Как известно, в Зальцбурге произошёл неприятный инцидент: экспансивный Лев Андреевич обрушился на американского физика Фрэда Кёнсгена, отпустив в его адрес и в адрес Р. Поста поток неакадемических выражений, несмотря на то, что Кёнсген в устном сообщении признал свой неверный вывод. Как сказал академик Е. П. Велихов в докладе, посвящённом 100-летию своего учителя, Л. А. Арцимович «раскатал» американцев, раскритиковав в пух и прах их научные результаты. Это было воспринято в штыки как соотечественниками[23], так и иностранцами. Теперь же в воспоминаниях можно увидеть и одобрение этому выпаду. Кстати, и словцо «раскатал» из той же серии. Но реакция части присутствовавших (возмущение) мне более понятна[24].

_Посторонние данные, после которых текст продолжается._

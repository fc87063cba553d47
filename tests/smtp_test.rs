//! SMTP conversations against a running service.

mod common;

use common::{localhost, start_service, LineClient, VERSION};

#[tokio::test]
async fn greeting_is_sent_before_any_input() {
    let (service, smtp, _) = start_service(localhost(), localhost()).await;

    let mut client = LineClient::connect(smtp).await;
    assert_eq!(client.read_raw().await.as_deref(), Some("220 Service ready\r\n"));

    service.stop().await;
}

#[tokio::test]
async fn accepted_commands_reply_ok() {
    let (service, smtp, _) = start_service(localhost(), localhost()).await;
    let mut client = LineClient::connect(smtp).await;
    client.read().await;

    for line in [
        "EHLO client.example",
        "HELO client.example",
        "MAIL FROM:<jane.doe@acme.com>",
        "RCPT TO:<john.doe@acme.com>",
        "NOOP",
        "RSET",
    ] {
        assert_eq!(client.command(line).await, "250 OK", "reply to {}", line);
    }

    service.stop().await;
}

#[tokio::test]
async fn full_mail_transaction() {
    let (service, smtp, _) = start_service(localhost(), localhost()).await;
    let mut client = LineClient::connect(smtp).await;
    client.read().await;

    assert_eq!(client.command("EHLO me").await, "250 OK");
    assert_eq!(client.command("MAIL FROM:<a@example.com>").await, "250 OK");
    assert_eq!(client.command("RCPT TO:<b@example.com>").await, "250 OK");
    assert_eq!(
        client.command("data").await,
        "354 Start mail input; end with <CRLF>.<CRLF>"
    );

    client.send("Subject: test").await;
    client.send("").await;
    client.send("QUIT").await;
    client.send(" .").await;
    client.send("..").await;
    assert_eq!(client.command(".").await, "250 OK");

    // Anything still buffered from the data lines would show up here.
    assert_eq!(client.command("NOOP").await, "250 OK");

    assert_eq!(
        client.command("QUIT").await,
        "221 Service closing transmission channel"
    );
    assert!(client.is_closed().await);

    service.stop().await;
}

#[tokio::test]
async fn odd_commands() {
    let (service, smtp, _) = start_service(localhost(), localhost()).await;
    let mut client = LineClient::connect(smtp).await;
    client.read().await;

    assert_eq!(client.command("EXPN staff").await, "550 Unknown mailing list");
    assert_eq!(client.command("EXPN").await, "500 Unknown command");
    assert_eq!(
        client.command("VRFY bob").await,
        "252 Cannot VRFY user, but will accept message and attempt delivery"
    );
    assert_eq!(
        client.command("help").await,
        format!("221 Service provided by NoopSMTP Server {}", VERSION)
    );
    assert_eq!(client.command("FOO BAR").await, "500 Unknown command");
    assert_eq!(client.command("NOOP").await, "250 OK");

    service.stop().await;
}

#[tokio::test]
async fn sessions_do_not_share_state() {
    let (service, smtp, _) = start_service(localhost(), localhost()).await;
    let mut first = LineClient::connect(smtp).await;
    let mut second = LineClient::connect(smtp).await;
    first.read().await;
    second.read().await;

    assert!(first.command("DATA").await.starts_with("354"));
    assert_eq!(second.command(".").await, "500 Unknown command");
    assert_eq!(first.command(".").await, "250 OK");

    service.stop().await;
}

#[tokio::test]
async fn non_ascii_input_closes_only_that_connection() {
    let (service, smtp, _) = start_service(localhost(), localhost()).await;
    let mut bad = LineClient::connect(smtp).await;
    let mut good = LineClient::connect(smtp).await;
    bad.read().await;
    good.read().await;

    bad.send_raw("HELO caf\u{e9}\r\n".as_bytes()).await;
    assert!(bad.is_closed().await);

    assert_eq!(good.command("HELO ok").await, "250 OK");

    service.stop().await;
}

#[tokio::test]
async fn overlong_line_is_dropped_without_reply() {
    let (service, smtp, _) = start_service(localhost(), localhost()).await;
    let mut client = LineClient::connect(smtp).await;
    client.read().await;

    let long = format!("HELO {}\r\n", "x".repeat(4096));
    client.send_raw(long.as_bytes()).await;
    assert_eq!(client.command("NOOP").await, "250 OK");

    service.stop().await;
}

#[tokio::test]
async fn bare_lf_does_not_end_a_line() {
    let (service, smtp, _) = start_service(localhost(), localhost()).await;
    let mut client = LineClient::connect(smtp).await;
    client.read().await;

    client.send_raw(b"NOOP\nNOOP\r\n").await;
    assert_eq!(client.read().await.as_deref(), Some("500 Unknown command"));

    service.stop().await;
}
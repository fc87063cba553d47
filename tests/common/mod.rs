//! Shared helpers for the integration tests: a service bound to ephemeral
//! localhost ports and a minimal line client.

#![allow(dead_code)]

use std::net::SocketAddr;
use std::sync::Arc;
use std::time::Duration;

use noop_smtp::{Endpoint, NoopSmtp, SmtpHandler};
use tokio::io::{AsyncBufReadExt, AsyncRead, AsyncWrite, AsyncWriteExt, BufReader, ReadHalf, WriteHalf};
use tokio::net::TcpStream;
use tokio::time::timeout;

pub const TIMEOUT: Duration = Duration::from_secs(5);
pub const VERSION: &str = "9.9.9-test";

pub fn localhost() -> Endpoint {
    Endpoint::new(Some("127.0.0.1".to_string()), 0)
}

/// Starts a service on ephemeral ports and returns it with its SMTP and
/// control addresses.
pub async fn start_service(smtp: Endpoint, control: Endpoint) -> (Arc<NoopSmtp>, SocketAddr, SocketAddr) {
    let service = NoopSmtp::with_handler(smtp, control, SmtpHandler::new(VERSION));
    service.start().await.expect("service starts");
    let smtp = service.smtp_addr().await.expect("smtp bound");
    let control = service.control_addr().await.expect("control bound");
    (service, smtp, control)
}

pub struct LineClient<S> {
    reader: BufReader<ReadHalf<S>>,
    writer: WriteHalf<S>,
}

impl LineClient<TcpStream> {
    pub async fn connect(addr: SocketAddr) -> Self {
        let stream = timeout(TIMEOUT, TcpStream::connect(addr))
            .await
            .expect("connect in time")
            .expect("connect");
        Self::new(stream)
    }
}

impl<S: AsyncRead + AsyncWrite + Unpin> LineClient<S> {
    pub fn new(stream: S) -> Self {
        let (reader, writer) = tokio::io::split(stream);
        Self {
            reader: BufReader::new(reader),
            writer,
        }
    }

    pub async fn send(&mut self, line: &str) {
        self.send_raw(format!("{}\r\n", line).as_bytes()).await;
    }

    pub async fn send_raw(&mut self, bytes: &[u8]) {
        self.writer.write_all(bytes).await.expect("write");
        self.writer.flush().await.expect("flush");
    }

    /// Reads one raw line including its terminator, `None` on end of stream.
    pub async fn read_raw(&mut self) -> Option<String> {
        let mut line = String::new();
        let read = timeout(TIMEOUT, self.reader.read_line(&mut line))
            .await
            .expect("reply in time");
        match read {
            Ok(0) | Err(_) => None,
            Ok(_) => Some(line),
        }
    }

    pub async fn read(&mut self) -> Option<String> {
        self.read_raw()
            .await
            .map(|line| line.trim_end_matches("\r\n").to_string())
    }

    pub async fn command(&mut self, line: &str) -> String {
        self.send(line).await;
        self.read().await.expect("reply")
    }

    pub async fn is_closed(&mut self) -> bool {
        self.read_raw().await.is_none()
    }
}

Публичное шоу с Кёнсгеном и Постом оставило след в западной литературе. «Лев Андреевич Арцимович, – писала Журналистка Робин Герман, – был одним из больших людей в ядерном синтезе и, по общему признанию, одним из великих спорщиков»[25]. Она привела о нём слова М. Готтлиба: «Это человек, который едва ли выносил оппозицию». Арцимович обрушил град саркастических ударов и на программу Ливерморской национальной лаборатории по пробкотронам, назвав её чуть ли не халтурой. М. Розенталь писал: «Когда мы лучше узнали русских, мы поняли, что жёстко атаковать на публике – это их стиль. То, что для нас было шокирующе грубым, для них было нормальным… Спустя годы, Кёнсген вспоминал этот инцидент с затаённой горечью». По мнению Кёнсгена: «Это была маленькая граната, которую он хотел бросить, чтобы заставить нас выглядеть в плохом свете, выставить нас идиотами. Я действительно не ожидал, что международная политика может войти во всё это». Об том же инциденте писал и Г. Фюрт: «Острая дискуссия развернулась между академиком Арцимовичем… и американскими специалистами по зеркальным ловушкам. С целью примирения противников было созвано специальное вечернее заседание. Однако последовал новый взрыв, доставивший явное удовольствие Арцимовичу, который подливал масла в огонь своими незабываемыми лаконичными репликами»[26]. МАГАТЭ, должно быть, хранит стенограмму тех бурных заседаний, так что желающие могут её отыскать.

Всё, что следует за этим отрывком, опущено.